Background
In my last experiment, I showed how well a Ball (mason) jar worked as frost protection. In the coldest part of the night, the inside of the jar stayed 10 degrees F warmer than the outside. I thought that was exceptional performance for a lightweight uninsulated glass container. My explanation is that the glass traps long-wave infrared. And so, this works for the same reason that my radiant-barrier frost protection works. It prevents the garden bed from radiating heat energy off into space.
Long-wave infrared absorption would explain why glass worked well but polyethylene sheet was a near-total failure. A sheet of ordinary window glass will absorb about 86% of long-wave infrared, and reflect the rest. Polyethylene, by contrast, was reported to be almost completely transparent to infrared.
Accordingly, where a glass jar works well as a garden cloche, I figured that a plastic jar would not. And that’s what I tested last night.
Never let facts get in the way of a good argument.
There’s just one problem: Different plastics have different infrared absorption spectra. And it took me a while to track that down.
Using Wein’s Law, the spectrum of radiation emitted by my 50 F garden subsoil would peak somewhere around:
- 10 microns (micrometers) wavelength
- 10,000 nanometers wavelength
- 1000 waves per centimeter.
Those are three ways of saying the exact same thing.
So I wanted to find out how different plastics behaved with respect to long-wave radiation somewhere in that vicinity. That’s where most of the power from the upwelling long-wave radiation from the garden bed will be concentrated.
I never did find exactly the data that I wanted. But I came close. And, as it turns out, polyethylene’s absolute transparency in that region of the spectrum is the exception among plastics, not the rule.
The chart below show the absorbance spectra of various common plastics, with the long-wave infrared region highlighted. Note that the line for polyethylene is almost completely flat in that region. It absorbs almost no long-wave infrared. But PETE plastic, just below that, in fact absorbs infrared strongly right at the frequency where infrared from the soil will have its peak — wave number of 1000.

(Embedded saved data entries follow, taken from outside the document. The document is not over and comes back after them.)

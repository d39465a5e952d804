//! Road polylines
//!
//! A road is the designer-authored centerline of one street. The generator
//! never mutates roads; the node editing helpers exist for authoring tools.

use glam::Vec3;

#[cfg(feature = "serde")]
use serde::{Deserialize, Serialize};

/// An ordered polyline representing one street's centerline
///
/// Roads need at least two nodes to be meshed, sampled or used for building
/// placement; shorter roads are skipped by every generation step.
#[cfg_attr(feature = "serde", derive(Serialize, Deserialize))]
#[derive(Debug, Clone, Default, PartialEq)]
pub struct Road {
    /// Display name (not required to be unique)
    pub name: String,
    /// Centerline nodes in travel order
    pub nodes: Vec<Vec3>,
}

/// Position and heading at some arc length along a road
#[derive(Debug, Clone, Copy, PartialEq)]
pub struct RoadSample {
    /// Point on the centerline
    pub position: Vec3,
    /// Unit direction of the segment containing the point
    pub direction: Vec3,
}

impl Road {
    /// Create an empty road
    pub fn new(name: impl Into<String>) -> Self {
        Self {
            name: name.into(),
            nodes: Vec::new(),
        }
    }

    /// Create a road from a list of nodes
    pub fn with_nodes(name: impl Into<String>, nodes: Vec<Vec3>) -> Self {
        Self {
            name: name.into(),
            nodes,
        }
    }

    /// Append a node at the end of the road
    pub fn push_node(&mut self, node: Vec3) {
        self.nodes.push(node);
    }

    /// Insert a node before `index` (clamped to the end)
    pub fn insert_node(&mut self, index: usize, node: Vec3) {
        let index = index.min(self.nodes.len());
        self.nodes.insert(index, node);
    }

    /// Remove and return the node at `index`
    pub fn remove_node(&mut self, index: usize) -> Option<Vec3> {
        (index < self.nodes.len()).then(|| self.nodes.remove(index))
    }

    /// Whether the road has enough nodes to be generated
    #[inline]
    pub fn is_drivable(&self) -> bool {
        self.nodes.len() >= 2
    }

    /// Number of straight segments
    #[inline]
    pub fn segment_count(&self) -> usize {
        self.nodes.len().saturating_sub(1)
    }

    /// Iterate over consecutive node pairs
    pub fn segments(&self) -> impl Iterator<Item = (Vec3, Vec3)> + '_ {
        self.nodes.windows(2).map(|pair| (pair[0], pair[1]))
    }

    /// Total arc length of the polyline
    pub fn length(&self) -> f32 {
        self.segments().map(|(a, b)| a.distance(b)).sum()
    }

    /// Position and direction at `distance` along the road
    ///
    /// Distances beyond the road are clamped to its last node. Returns `None`
    /// for roads with fewer than two nodes.
    pub fn sample_at(&self, distance: f32) -> Option<RoadSample> {
        if !self.is_drivable() {
            return None;
        }

        let distance = distance.max(0.0);
        let mut traveled = 0.0;
        let mut last = None;
        for (start, end) in self.segments() {
            let segment_length = start.distance(end);
            let direction = (end - start).normalize_or_zero();
            if traveled + segment_length >= distance {
                return Some(RoadSample {
                    position: start + direction * (distance - traveled),
                    direction,
                });
            }
            traveled += segment_length;
            last = Some(RoadSample {
                position: end,
                direction,
            });
        }
        last
    }

    /// Positions every `spacing` units along the road, starting at the first node
    pub fn sample_every(&self, spacing: f32) -> Vec<Vec3> {
        if !self.is_drivable() || spacing <= 0.0 {
            return Vec::new();
        }
        let length = self.length();
        let steps = (length / spacing).floor() as usize;
        (0..=steps)
            .filter_map(|step| self.sample_at(step as f32 * spacing))
            .map(|sample| sample.position)
            .collect()
    }
}

#[cfg(test)]
mod tests {
    use super::*;

    fn l_shaped() -> Road {
        Road::with_nodes(
            "Main",
            vec![
                Vec3::new(0.0, 0.0, 0.0),
                Vec3::new(10.0, 0.0, 0.0),
                Vec3::new(10.0, 0.0, 10.0),
            ],
        )
    }

    #[test]
    fn test_length() {
        assert!((l_shaped().length() - 20.0).abs() < 1e-5);
        assert_eq!(Road::new("empty").length(), 0.0);
    }

    #[test]
    fn test_sample_at_second_segment() {
        let sample = l_shaped().sample_at(15.0).unwrap();
        assert!((sample.position - Vec3::new(10.0, 0.0, 5.0)).length() < 1e-5);
        assert!((sample.direction - Vec3::Z).length() < 1e-5);
    }

    #[test]
    fn test_sample_past_end_clamps() {
        let sample = l_shaped().sample_at(100.0).unwrap();
        assert!((sample.position - Vec3::new(10.0, 0.0, 10.0)).length() < 1e-5);
    }

    #[test]
    fn test_sample_requires_two_nodes() {
        let mut road = Road::new("stub");
        assert!(road.sample_at(0.0).is_none());
        road.push_node(Vec3::ZERO);
        assert!(road.sample_at(0.0).is_none());
        assert!(!road.is_drivable());
    }

    #[test]
    fn test_node_editing() {
        let mut road = l_shaped();
        road.insert_node(1, Vec3::new(5.0, 0.0, 0.0));
        assert_eq!(road.nodes.len(), 4);
        assert_eq!(road.segment_count(), 3);
        assert_eq!(road.remove_node(1), Some(Vec3::new(5.0, 0.0, 0.0)));
        assert_eq!(road.remove_node(10), None);
    }

    #[test]
    fn test_sample_every() {
        let points = l_shaped().sample_every(5.0);
        assert_eq!(points.len(), 5);
        assert!((points[0] - Vec3::ZERO).length() < 1e-5);
        assert!((points[4] - Vec3::new(10.0, 0.0, 10.0)).length() < 1e-4);
    }
}
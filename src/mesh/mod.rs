//! Mesh generation for roads and terrain
//!
//! Generates engine-agnostic mesh data that doubles as render and collision
//! geometry.

mod colors;
mod road;
mod terrain;

pub use colors::{ColorMapper, HeightGradient, TerrainColor};
pub use road::{build_road_mesh, build_road_network_mesh};
pub use terrain::build_terrain_mesh;

use glam::Vec3;

/// Color used for vertices of meshes appended without colors
const DEFAULT_VERTEX_COLOR: TerrainColor = [1.0, 1.0, 1.0, 1.0];

/// Engine-agnostic mesh data output
///
/// Contains raw vertex data suitable for any rendering engine:
/// - Bevy: Convert to `Mesh` with attributes
/// - Godot: Convert to `ArrayMesh`
/// - wgpu: Use directly as vertex buffers
///
/// `colors` is either empty or holds one entry per vertex.
#[derive(Debug, Clone, Default, PartialEq)]
pub struct MeshData {
    /// Vertex positions (3D coordinates)
    pub positions: Vec<[f32; 3]>,
    /// Vertex normals
    pub normals: Vec<[f32; 3]>,
    /// Texture coordinates
    pub uvs: Vec<[f32; 2]>,
    /// Optional vertex colors (RGBA)
    pub colors: Vec<[f32; 4]>,
    /// Triangle indices
    pub indices: Vec<u32>,
}

impl MeshData {
    /// Get the number of vertices
    pub fn vertex_count(&self) -> usize {
        self.positions.len()
    }

    /// Get the number of triangles
    pub fn triangle_count(&self) -> usize {
        self.indices.len() / 3
    }

    /// Check if mesh is empty
    pub fn is_empty(&self) -> bool {
        self.positions.is_empty()
    }

    /// Whether every vertex carries a color
    pub fn has_colors(&self) -> bool {
        !self.colors.is_empty() && self.colors.len() == self.positions.len()
    }

    /// Append another mesh, offsetting its indices
    ///
    /// Vertices are never welded. If only one side has colors the other
    /// side's vertices are filled with white.
    pub fn append(&mut self, other: &MeshData) {
        let base = self.positions.len() as u32;
        let keep_colors = self.has_colors() || other.has_colors();

        if keep_colors && !self.has_colors() {
            self.colors = vec![DEFAULT_VERTEX_COLOR; self.positions.len()];
        }

        self.positions.extend_from_slice(&other.positions);
        self.normals.extend_from_slice(&other.normals);
        self.uvs.extend_from_slice(&other.uvs);
        self.indices.extend(other.indices.iter().map(|i| i + base));

        if keep_colors {
            if other.has_colors() {
                self.colors.extend_from_slice(&other.colors);
            } else {
                self.colors
                    .extend(std::iter::repeat(DEFAULT_VERTEX_COLOR).take(other.positions.len()));
            }
        }
    }

    /// Iterate over triangles as world-space corner triples
    pub fn triangles(&self) -> impl Iterator<Item = [Vec3; 3]> + '_ {
        self.indices.chunks_exact(3).map(move |tri| {
            [
                Vec3::from(self.positions[tri[0] as usize]),
                Vec3::from(self.positions[tri[1] as usize]),
                Vec3::from(self.positions[tri[2] as usize]),
            ]
        })
    }
}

Source: Figure 9, “Identification of black microplastics using long-wavelength infrared hyperspectral imaging with imaging-type two-dimensional Fourier spectroscopy“, Kosuke Nogo, Kou Ikejima, Wei Qi, et al., DOI: 10.1039/D0AY01738H (Paper) Anal. Methods, 2021, 13, 647-659
The upshot is that when I condemned all plastic for this use, I was too hasty. Avoid polyethylene, for sure. But, assuming the glass choche works as I have described it, PETE plastic ought to work reasonably well. Not as well as glass, but certainly not as poorly as polyethylene.
As an odd little footnote, Mylar plastic — the kind used to make space blankets — is the same stuff as PET/PETE plastic — polyethylene terephthalate.
Results
Below is a photo of a quart Ball jar (right) and the thick-walled PETE jar that I’m going to test. That was as close as I could get to the same size and shape as the Ball jar. FWIW, the PETE jar originally held salad dressing. You can see that it’s much thicker than (e.g.) a typical disposable water bottle or soda bottle.
When I tested that last night — two temperature loggers on a raised garden bed, one covered with the PETE bottle, one un-covered — sure enough, PETE works pretty well. But not as well as glass.
At the very coldest part of the night, the PETE jar provided between 4 and 6 degrees F of protection, or about half the maximum protection observed for the glass jar.
The lesson here is that when I condemned all plastics for use in frost protection, I was too hasty. Polyethylene sheet is a terrible choice, from the standpoint of trapping long-wave infrared. But PETE’s OK. Not quite as good as glass, but pretty close.